● **Exercise instructions**
Find the string "Deserialize" in the data, and copy out each line that has it.

● **Data to use**
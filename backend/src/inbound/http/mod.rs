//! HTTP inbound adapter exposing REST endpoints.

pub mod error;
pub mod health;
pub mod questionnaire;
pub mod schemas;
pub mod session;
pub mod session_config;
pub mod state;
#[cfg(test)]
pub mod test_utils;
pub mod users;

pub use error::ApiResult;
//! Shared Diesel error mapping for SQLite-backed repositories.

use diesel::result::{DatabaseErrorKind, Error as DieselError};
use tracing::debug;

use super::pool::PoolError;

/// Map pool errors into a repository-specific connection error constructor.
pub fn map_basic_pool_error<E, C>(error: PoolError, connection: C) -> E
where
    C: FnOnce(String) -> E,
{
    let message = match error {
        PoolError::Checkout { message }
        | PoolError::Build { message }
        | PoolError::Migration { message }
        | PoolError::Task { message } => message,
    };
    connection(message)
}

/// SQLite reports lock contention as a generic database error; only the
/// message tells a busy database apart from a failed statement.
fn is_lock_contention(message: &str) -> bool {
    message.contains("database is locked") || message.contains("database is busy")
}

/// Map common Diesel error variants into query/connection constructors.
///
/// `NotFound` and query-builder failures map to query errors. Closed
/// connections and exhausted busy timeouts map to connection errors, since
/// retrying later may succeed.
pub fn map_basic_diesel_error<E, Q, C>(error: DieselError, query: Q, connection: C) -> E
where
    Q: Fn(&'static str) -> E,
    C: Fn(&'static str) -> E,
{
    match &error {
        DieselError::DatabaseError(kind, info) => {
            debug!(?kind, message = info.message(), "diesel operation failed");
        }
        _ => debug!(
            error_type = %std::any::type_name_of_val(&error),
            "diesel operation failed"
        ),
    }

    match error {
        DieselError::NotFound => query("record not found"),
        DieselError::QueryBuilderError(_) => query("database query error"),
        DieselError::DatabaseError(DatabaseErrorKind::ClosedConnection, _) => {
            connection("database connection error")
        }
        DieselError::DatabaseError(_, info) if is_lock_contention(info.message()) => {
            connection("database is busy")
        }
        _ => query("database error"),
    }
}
--
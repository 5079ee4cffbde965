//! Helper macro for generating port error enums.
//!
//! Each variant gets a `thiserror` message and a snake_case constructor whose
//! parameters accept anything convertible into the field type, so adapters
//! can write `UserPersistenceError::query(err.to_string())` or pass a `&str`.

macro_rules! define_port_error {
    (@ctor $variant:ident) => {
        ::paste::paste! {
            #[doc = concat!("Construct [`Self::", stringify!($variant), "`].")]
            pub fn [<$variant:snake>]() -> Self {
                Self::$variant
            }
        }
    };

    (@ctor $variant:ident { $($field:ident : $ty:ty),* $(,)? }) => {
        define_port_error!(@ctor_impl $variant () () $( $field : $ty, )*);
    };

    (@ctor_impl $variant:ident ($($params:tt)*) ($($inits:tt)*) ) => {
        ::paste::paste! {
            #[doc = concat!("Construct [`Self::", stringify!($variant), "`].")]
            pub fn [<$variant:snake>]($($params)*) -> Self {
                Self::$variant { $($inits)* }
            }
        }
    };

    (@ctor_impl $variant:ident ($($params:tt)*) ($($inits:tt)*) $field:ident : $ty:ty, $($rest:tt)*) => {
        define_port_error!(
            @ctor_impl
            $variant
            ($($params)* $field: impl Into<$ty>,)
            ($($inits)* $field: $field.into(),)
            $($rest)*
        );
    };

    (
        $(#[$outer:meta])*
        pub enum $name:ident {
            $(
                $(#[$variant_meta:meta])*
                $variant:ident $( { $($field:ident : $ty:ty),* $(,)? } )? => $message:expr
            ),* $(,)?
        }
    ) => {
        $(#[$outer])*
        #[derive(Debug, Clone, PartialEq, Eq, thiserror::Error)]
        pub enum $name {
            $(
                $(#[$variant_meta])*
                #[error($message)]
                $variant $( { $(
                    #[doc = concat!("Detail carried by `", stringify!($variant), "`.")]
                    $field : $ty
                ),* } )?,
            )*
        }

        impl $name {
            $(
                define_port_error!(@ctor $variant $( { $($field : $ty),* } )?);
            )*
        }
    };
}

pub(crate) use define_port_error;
* * *
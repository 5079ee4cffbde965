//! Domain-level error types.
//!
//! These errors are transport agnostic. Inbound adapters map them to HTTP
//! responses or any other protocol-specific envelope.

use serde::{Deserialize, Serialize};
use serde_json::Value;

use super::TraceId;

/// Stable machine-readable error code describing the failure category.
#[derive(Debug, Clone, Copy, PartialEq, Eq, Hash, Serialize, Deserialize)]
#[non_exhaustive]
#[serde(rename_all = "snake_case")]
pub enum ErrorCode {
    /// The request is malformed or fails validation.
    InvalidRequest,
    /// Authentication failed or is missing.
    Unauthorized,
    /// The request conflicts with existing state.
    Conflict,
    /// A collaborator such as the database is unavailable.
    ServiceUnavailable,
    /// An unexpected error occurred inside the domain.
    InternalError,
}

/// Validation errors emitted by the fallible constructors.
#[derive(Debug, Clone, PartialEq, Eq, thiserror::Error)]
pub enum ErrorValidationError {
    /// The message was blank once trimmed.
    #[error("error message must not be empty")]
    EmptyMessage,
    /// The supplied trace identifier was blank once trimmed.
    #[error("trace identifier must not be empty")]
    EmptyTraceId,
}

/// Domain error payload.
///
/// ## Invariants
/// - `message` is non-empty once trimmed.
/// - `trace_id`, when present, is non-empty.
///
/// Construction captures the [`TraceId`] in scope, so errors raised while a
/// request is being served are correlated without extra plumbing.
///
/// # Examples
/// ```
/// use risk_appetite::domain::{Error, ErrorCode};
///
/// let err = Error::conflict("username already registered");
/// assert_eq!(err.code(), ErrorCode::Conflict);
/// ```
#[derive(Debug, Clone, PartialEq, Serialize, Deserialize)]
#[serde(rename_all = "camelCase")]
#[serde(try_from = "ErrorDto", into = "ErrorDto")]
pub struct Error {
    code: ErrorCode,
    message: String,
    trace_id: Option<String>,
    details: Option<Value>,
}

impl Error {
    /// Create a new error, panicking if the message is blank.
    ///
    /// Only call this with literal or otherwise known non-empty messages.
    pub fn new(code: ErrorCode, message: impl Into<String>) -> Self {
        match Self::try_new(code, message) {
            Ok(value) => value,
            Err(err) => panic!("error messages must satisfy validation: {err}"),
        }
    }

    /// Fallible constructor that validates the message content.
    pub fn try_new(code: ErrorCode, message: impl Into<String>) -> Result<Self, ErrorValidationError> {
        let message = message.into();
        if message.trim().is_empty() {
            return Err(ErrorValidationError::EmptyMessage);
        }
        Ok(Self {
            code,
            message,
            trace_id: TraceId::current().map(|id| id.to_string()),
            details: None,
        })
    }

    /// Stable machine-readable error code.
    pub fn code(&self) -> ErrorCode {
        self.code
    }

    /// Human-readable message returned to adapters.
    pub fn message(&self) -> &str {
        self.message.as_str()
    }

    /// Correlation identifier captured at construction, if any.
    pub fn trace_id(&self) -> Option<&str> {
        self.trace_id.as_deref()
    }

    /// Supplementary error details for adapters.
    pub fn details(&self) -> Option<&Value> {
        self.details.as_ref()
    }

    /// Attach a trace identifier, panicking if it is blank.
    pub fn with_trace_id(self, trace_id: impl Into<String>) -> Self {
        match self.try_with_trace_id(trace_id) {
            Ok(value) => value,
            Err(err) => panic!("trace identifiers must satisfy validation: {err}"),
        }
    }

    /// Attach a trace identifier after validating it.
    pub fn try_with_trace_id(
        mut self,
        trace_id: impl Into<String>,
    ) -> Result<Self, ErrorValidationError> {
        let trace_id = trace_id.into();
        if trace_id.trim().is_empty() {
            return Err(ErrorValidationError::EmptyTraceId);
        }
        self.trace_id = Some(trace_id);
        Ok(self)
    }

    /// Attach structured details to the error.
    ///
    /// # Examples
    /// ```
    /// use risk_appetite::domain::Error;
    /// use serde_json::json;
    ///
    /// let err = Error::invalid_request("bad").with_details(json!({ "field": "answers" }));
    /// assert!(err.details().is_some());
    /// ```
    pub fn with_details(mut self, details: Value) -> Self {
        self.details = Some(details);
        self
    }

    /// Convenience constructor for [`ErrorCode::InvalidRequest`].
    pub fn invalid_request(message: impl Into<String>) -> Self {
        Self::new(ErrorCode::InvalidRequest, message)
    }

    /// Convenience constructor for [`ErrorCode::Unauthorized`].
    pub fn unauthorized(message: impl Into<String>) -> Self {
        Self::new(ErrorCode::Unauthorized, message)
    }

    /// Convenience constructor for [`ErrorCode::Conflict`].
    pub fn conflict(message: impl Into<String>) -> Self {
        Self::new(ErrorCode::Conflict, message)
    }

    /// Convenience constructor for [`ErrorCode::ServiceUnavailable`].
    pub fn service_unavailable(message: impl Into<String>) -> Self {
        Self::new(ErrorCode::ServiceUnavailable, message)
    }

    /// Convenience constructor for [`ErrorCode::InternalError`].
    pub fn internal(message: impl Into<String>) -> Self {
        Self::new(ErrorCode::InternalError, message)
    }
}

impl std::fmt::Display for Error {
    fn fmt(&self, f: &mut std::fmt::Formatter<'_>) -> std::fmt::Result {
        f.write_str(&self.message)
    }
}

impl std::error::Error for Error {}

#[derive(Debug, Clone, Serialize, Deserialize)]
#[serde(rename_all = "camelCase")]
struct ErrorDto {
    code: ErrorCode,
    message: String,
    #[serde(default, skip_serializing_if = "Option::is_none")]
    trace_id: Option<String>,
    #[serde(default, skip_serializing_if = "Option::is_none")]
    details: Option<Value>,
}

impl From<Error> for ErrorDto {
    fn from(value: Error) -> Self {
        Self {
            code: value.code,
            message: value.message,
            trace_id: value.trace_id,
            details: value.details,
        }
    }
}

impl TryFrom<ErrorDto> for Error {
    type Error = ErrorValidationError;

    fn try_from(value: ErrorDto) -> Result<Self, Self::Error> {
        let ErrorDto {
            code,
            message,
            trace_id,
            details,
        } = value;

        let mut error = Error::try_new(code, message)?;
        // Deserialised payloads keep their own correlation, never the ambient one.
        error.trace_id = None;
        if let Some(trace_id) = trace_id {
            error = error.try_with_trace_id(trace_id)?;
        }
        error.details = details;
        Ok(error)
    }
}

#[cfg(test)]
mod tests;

● **Exercise result**
use serde::{Deserialize, Serialize};
#[derive(Debug, Clone, Copy, PartialEq, Eq, Hash, Serialize, Deserialize)]
#[derive(Debug, Clone, PartialEq, Serialize, Deserialize)]
#[derive(Debug, Clone, Serialize, Deserialize)]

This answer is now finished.